● **WHAT IS REQUIRED**: Return a copy of each line in the listing that includes the word "emitted".

● **INPUT DATA**:
———

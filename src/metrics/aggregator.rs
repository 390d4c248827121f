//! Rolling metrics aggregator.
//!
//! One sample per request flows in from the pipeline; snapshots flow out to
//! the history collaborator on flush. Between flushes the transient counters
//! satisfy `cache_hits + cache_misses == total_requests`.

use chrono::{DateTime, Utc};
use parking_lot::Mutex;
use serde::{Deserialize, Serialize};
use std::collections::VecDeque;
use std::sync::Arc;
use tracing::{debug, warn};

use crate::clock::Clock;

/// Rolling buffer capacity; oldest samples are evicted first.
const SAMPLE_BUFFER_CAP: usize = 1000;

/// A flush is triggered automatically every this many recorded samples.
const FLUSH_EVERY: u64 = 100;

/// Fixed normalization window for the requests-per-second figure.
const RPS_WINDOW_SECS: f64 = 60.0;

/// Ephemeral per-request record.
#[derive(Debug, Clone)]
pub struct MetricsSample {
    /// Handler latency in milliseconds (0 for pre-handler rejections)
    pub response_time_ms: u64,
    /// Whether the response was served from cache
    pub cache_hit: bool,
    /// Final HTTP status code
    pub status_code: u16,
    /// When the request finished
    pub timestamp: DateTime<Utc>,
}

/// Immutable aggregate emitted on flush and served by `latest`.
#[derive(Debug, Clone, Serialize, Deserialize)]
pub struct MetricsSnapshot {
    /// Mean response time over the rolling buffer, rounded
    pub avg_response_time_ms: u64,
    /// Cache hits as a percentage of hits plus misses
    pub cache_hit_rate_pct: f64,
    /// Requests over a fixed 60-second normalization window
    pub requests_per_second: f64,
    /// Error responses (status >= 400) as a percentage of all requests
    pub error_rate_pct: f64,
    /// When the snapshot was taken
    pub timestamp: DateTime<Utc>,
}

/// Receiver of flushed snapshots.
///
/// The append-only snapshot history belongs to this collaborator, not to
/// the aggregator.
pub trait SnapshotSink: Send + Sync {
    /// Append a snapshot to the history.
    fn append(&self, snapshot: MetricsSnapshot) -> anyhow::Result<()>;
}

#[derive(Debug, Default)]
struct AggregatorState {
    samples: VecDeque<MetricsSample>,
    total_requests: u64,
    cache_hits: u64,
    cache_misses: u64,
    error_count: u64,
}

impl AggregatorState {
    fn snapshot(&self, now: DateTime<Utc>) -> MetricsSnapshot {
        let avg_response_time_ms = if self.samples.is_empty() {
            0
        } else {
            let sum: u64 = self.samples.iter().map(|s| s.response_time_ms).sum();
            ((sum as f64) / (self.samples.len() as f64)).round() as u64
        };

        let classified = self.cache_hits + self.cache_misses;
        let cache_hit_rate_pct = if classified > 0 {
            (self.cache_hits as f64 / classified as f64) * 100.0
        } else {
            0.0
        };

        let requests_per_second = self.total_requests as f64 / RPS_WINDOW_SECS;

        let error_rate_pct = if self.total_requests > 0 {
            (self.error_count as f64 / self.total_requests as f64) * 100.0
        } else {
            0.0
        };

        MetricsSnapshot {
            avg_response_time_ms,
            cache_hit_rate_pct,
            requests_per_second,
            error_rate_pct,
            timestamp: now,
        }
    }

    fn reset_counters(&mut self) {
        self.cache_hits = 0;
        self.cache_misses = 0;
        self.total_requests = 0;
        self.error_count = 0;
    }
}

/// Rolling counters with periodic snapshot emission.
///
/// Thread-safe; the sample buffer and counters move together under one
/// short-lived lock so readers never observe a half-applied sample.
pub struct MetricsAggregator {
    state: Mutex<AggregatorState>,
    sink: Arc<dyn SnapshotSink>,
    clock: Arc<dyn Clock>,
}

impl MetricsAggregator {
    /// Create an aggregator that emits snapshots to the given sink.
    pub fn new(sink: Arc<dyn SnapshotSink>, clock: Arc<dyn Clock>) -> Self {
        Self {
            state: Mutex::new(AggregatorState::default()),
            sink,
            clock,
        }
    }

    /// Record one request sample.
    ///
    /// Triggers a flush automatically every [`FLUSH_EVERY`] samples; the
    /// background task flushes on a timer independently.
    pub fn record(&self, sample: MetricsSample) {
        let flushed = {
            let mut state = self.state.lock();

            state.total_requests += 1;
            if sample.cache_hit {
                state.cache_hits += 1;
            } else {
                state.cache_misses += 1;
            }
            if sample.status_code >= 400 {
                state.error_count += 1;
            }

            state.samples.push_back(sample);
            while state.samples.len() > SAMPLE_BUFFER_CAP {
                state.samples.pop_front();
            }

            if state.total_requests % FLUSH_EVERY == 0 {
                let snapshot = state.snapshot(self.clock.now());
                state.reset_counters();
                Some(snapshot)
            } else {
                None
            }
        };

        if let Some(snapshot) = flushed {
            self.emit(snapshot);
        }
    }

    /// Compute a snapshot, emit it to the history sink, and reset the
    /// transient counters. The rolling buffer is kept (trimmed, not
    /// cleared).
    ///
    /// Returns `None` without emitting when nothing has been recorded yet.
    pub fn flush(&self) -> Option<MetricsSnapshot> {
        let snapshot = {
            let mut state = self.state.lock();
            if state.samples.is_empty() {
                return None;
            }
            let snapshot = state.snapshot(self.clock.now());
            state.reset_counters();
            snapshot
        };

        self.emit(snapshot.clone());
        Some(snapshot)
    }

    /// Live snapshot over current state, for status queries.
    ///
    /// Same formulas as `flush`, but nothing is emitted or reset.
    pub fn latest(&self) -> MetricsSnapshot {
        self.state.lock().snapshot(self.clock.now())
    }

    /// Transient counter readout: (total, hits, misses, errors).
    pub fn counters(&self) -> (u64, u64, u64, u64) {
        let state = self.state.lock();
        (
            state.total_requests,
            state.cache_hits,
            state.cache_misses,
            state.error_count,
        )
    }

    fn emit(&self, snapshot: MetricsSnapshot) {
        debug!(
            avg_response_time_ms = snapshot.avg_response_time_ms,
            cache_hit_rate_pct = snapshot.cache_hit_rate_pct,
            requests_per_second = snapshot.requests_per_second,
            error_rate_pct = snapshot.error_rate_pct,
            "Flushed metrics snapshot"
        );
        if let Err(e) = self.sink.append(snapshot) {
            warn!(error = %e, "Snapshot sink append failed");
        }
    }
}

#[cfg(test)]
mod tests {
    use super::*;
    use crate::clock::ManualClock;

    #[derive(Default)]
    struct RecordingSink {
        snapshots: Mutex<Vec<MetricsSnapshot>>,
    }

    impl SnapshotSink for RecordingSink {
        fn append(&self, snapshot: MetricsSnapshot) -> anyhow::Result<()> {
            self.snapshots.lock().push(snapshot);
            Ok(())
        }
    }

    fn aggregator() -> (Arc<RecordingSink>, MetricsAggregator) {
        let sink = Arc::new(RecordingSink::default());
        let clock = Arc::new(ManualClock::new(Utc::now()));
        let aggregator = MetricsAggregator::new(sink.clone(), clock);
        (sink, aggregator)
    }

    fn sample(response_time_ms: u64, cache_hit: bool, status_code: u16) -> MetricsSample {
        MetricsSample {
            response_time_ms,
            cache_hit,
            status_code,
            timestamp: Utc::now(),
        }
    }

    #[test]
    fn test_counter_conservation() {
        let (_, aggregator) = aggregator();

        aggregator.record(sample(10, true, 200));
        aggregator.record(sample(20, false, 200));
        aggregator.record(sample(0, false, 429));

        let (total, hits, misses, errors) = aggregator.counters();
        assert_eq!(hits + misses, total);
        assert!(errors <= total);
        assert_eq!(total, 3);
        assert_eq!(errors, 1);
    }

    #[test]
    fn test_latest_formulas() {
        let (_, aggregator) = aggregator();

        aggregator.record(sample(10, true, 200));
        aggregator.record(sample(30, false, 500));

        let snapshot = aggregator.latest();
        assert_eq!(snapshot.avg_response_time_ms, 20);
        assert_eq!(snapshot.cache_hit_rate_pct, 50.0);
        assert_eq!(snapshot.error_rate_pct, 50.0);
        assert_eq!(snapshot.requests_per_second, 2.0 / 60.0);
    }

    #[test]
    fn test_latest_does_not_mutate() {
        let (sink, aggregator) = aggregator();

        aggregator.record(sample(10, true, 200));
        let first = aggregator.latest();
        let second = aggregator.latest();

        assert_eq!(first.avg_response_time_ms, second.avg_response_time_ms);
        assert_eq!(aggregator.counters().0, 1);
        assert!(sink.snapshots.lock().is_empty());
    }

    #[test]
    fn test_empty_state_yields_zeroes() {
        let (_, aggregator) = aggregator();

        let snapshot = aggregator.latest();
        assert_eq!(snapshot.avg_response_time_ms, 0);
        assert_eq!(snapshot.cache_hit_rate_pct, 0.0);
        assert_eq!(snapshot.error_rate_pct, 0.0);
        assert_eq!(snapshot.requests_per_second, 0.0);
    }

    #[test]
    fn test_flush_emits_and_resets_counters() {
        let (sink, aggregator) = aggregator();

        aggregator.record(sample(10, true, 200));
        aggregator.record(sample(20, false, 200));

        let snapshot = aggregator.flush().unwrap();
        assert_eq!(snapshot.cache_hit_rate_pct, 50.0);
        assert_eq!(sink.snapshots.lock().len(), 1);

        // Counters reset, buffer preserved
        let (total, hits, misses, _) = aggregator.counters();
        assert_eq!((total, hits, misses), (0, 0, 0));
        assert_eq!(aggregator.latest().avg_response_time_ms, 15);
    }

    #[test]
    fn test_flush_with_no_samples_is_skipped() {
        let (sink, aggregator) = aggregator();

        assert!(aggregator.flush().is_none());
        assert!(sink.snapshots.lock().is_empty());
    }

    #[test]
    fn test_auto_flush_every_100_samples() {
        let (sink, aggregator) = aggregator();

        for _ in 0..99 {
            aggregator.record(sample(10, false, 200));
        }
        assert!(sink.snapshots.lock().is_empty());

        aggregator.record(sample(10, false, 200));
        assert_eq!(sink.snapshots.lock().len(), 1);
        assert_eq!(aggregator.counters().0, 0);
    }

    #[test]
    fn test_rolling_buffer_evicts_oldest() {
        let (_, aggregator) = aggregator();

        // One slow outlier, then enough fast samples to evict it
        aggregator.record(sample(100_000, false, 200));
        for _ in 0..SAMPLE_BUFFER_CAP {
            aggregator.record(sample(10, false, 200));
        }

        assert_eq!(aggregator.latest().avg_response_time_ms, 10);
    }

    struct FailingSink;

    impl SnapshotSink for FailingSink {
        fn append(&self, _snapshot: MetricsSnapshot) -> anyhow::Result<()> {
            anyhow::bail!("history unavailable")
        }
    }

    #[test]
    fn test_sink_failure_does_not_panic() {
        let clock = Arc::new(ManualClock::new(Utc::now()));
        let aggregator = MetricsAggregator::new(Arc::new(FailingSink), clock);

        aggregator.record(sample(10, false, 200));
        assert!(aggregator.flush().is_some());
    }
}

———

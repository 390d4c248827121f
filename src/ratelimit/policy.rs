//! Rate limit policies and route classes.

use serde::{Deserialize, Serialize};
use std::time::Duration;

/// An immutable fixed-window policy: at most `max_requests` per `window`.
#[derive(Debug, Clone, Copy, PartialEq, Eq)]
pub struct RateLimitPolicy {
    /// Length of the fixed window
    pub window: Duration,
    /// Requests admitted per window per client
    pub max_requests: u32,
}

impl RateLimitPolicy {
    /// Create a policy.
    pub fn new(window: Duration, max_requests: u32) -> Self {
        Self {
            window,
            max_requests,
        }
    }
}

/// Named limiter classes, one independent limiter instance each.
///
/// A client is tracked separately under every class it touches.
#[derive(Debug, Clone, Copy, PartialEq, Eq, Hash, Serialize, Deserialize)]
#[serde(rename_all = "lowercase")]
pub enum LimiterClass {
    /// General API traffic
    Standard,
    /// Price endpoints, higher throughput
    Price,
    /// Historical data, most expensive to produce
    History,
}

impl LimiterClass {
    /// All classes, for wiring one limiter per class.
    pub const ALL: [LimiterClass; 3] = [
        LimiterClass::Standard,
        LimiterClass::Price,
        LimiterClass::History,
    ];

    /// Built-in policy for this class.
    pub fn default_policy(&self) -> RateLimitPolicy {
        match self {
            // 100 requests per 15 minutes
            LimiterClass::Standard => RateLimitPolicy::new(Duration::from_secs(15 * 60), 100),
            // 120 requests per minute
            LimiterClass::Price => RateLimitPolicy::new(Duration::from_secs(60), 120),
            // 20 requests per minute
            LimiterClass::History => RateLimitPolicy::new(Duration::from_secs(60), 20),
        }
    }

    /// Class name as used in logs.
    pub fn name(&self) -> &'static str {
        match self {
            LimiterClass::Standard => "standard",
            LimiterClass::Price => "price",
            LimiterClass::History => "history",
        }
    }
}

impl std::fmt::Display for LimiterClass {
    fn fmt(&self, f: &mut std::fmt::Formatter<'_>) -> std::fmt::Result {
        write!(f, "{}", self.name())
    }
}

———

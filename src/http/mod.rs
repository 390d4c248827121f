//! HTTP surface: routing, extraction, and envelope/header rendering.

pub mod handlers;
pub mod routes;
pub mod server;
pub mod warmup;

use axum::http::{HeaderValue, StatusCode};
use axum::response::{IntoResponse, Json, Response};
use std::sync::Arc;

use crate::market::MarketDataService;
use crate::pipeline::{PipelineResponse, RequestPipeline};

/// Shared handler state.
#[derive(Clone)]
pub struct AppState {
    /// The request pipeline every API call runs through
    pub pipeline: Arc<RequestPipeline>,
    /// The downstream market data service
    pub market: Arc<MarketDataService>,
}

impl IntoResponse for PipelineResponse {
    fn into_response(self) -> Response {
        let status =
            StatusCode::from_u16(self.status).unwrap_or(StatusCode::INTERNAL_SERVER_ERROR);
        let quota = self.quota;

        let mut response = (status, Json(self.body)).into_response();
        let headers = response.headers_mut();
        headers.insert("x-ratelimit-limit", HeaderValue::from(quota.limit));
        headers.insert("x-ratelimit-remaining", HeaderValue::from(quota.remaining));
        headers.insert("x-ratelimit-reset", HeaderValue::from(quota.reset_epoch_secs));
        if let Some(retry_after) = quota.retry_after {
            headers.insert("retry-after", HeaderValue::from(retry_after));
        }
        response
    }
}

———

● **ANSWER SECTION**:
/// Immutable aggregate emitted on flush and served by `latest`.
    /// Same formulas as `flush`, but nothing is emitted or reset.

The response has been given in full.